This project involves the classification of mushrooms based on their features to determine whether they are edible or poisonous. It is a binary classification problem, where the target class is defined as 0 for edible mushrooms and 1 for those that are not edible or poisonous. The dataset, containing 54035 records and 9 distinct features, was sourced from Kaggle.
Objectives:
- Develop a model to accurately classify mushrooms as edible or poisonous.
- Compare the performance of various machine learning models.
Features Used: The dataset consists of 9 columns representing different characteristics of the mushrooms, such as cap shape, cap color, gill size, etc.

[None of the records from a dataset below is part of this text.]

// File: src/core/scorer.rs
use crate::core::alphabet::{threshold_for, DEFAULT_LOG_VALUE, MINIMUM_STRING_LENGTH};
use crate::core::model::LanguageModel;
use crate::core::types::ScoreResult;
use crate::error::Result;

/// Scores code sequences against a borrowed model.
pub struct TrigramScorer<'a> {
    model: &'a LanguageModel,
}

impl<'a> TrigramScorer<'a> {
    pub fn new(model: &'a LanguageModel) -> Self {
        Self { model }
    }

    /// Mean log10 likelihood per character, compared against the threshold
    /// calibrated for this length.
    pub fn score(&self, codes: &[u8]) -> Result<ScoreResult> {
        let score = if codes.len() < MINIMUM_STRING_LENGTH {
            DEFAULT_LOG_VALUE
        } else {
            self.mean_log_likelihood(codes)?
        };
        let threshold = threshold_for(codes.len());

        Ok(ScoreResult {
            score,
            threshold,
            is_valid: passes(score, threshold),
        })
    }

    // codes.len() >= 3
    fn mean_log_likelihood(&self, codes: &[u8]) -> Result<f64> {
        let n = codes.len();
        let mut sum = self.model.begin_prob(codes[0], codes[1])?;

        for window in codes[1..].windows(3) {
            sum += self.model.trigram_prob(window[0], window[1], window[2])?;
        }

        sum += self.model.end_prob(codes[n - 2], codes[n - 1])?;
        Ok(sum / n as f64)
    }
}

// A score equal to its threshold is rejected.
#[inline]
fn passes(score: f64, threshold: f64) -> bool {
    score > threshold
}

#[cfg(test)]
mod tests {
    use super::*;
    use crate::core::types::TrigramCounts;
    use crate::error::StringsError;

    fn model_for(word: &[u8], weight: u64) -> LanguageModel {
        let mut counts = TrigramCounts::new();
        counts.add_begin(word[0], word[1], weight).unwrap();
        for w in word[1..].windows(3) {
            counts.add_trigram(w[0], w[1], w[2], weight).unwrap();
        }
        counts.add_end(word[word.len() - 2], word[word.len() - 1], weight).unwrap();
        LanguageModel::build(&counts, "lowercase")
    }

    #[test]
    fn short_sequences_get_default_score() {
        let model = model_for(b"abc", 10);
        let scorer = TrigramScorer::new(&model);
        for codes in [&b""[..], &b"a"[..], &b"ab"[..]] {
            let result = scorer.score(codes).unwrap();
            assert_eq!(result.score, DEFAULT_LOG_VALUE);
            assert_eq!(result.threshold, 10.0);
            assert!(!result.is_valid);
        }
    }

    #[test]
    fn sums_begin_interior_and_end_terms() {
        let model = model_for(b"hello", 1000);
        let scorer = TrigramScorer::new(&model);

        let expected = (model.begin_prob(b'h', b'e').unwrap()
            + model.trigram_prob(b'e', b'l', b'l').unwrap()
            + model.trigram_prob(b'l', b'l', b'o').unwrap()
            + model.end_prob(b'l', b'o').unwrap())
            / 5.0;

        let result = scorer.score(b"hello").unwrap();
        assert!((result.score - expected).abs() < 1e-12);
        assert_eq!(result.threshold, -3.26);
    }

    #[test]
    fn three_codes_use_no_interior_trigram() {
        let model = model_for(b"abc", 1000);
        let scorer = TrigramScorer::new(&model);
        let expected =
            (model.begin_prob(b'a', b'b').unwrap() + model.end_prob(b'b', b'c').unwrap()) / 3.0;
        let result = scorer.score(b"abc").unwrap();
        assert!((result.score - expected).abs() < 1e-12);
        // Length 3 can never pass.
        assert!(!result.is_valid);
    }

    #[test]
    fn trained_word_passes_and_unseen_word_fails() {
        let model = model_for(b"hello", 50_000_000);
        let scorer = TrigramScorer::new(&model);
        assert!(scorer.score(b"hello").unwrap().is_valid);
        assert!(!scorer.score(b"qxzvj").unwrap().is_valid);
    }

    #[test]
    fn score_equal_to_threshold_is_rejected() {
        let threshold = threshold_for(5);
        assert!(!passes(threshold, threshold));
        assert!(passes(threshold + 1e-9, threshold));
        assert!(!passes(threshold - 1e-9, threshold));
    }

    #[test]
    fn long_sequences_use_ceiling_threshold() {
        let model = model_for(b"abc", 1);
        let scorer = TrigramScorer::new(&model);
        let codes = vec![b'a'; 150];
        assert_eq!(scorer.score(&codes).unwrap().threshold, -6.3);
    }

    #[test]
    fn rejects_out_of_range_codes() {
        let model = model_for(b"abc", 1);
        let scorer = TrigramScorer::new(&model);
        assert!(matches!(
            scorer.score(&[b'a', 200, b'c']),
            Err(StringsError::CodeOutOfRange(200))
        ));
    }
}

Machine Learning Models Implemented:
- K-Nearest Neighbors (KNN)
- Decision Tree
- Logistic Regression
- Support Vector Machine (SVM)
Libraries Utilized:
- Numpy
- Pandas
- Matplotlib
- Seaborn
- Sklearn
Approach: Data preprocessing and cleaning. Exploratory data analysis using visualization tools like Matplotlib and Seaborn. Implementation and evaluation of various classification models. Comparison of model performance using metrics such as accuracy, precision, and recall.
Findings: The best-performing model was K-Nearest Neighbors (KNN), which achieved an accuracy of 98.78%. The project provides insights into the predictive capabilities of different models based on mushroom features.
This project offers a comprehensive analysis and implementation of machine learning techniques for binary classification, showcasing the strengths and limitations of various models in classifying mushrooms as edible or poisonous.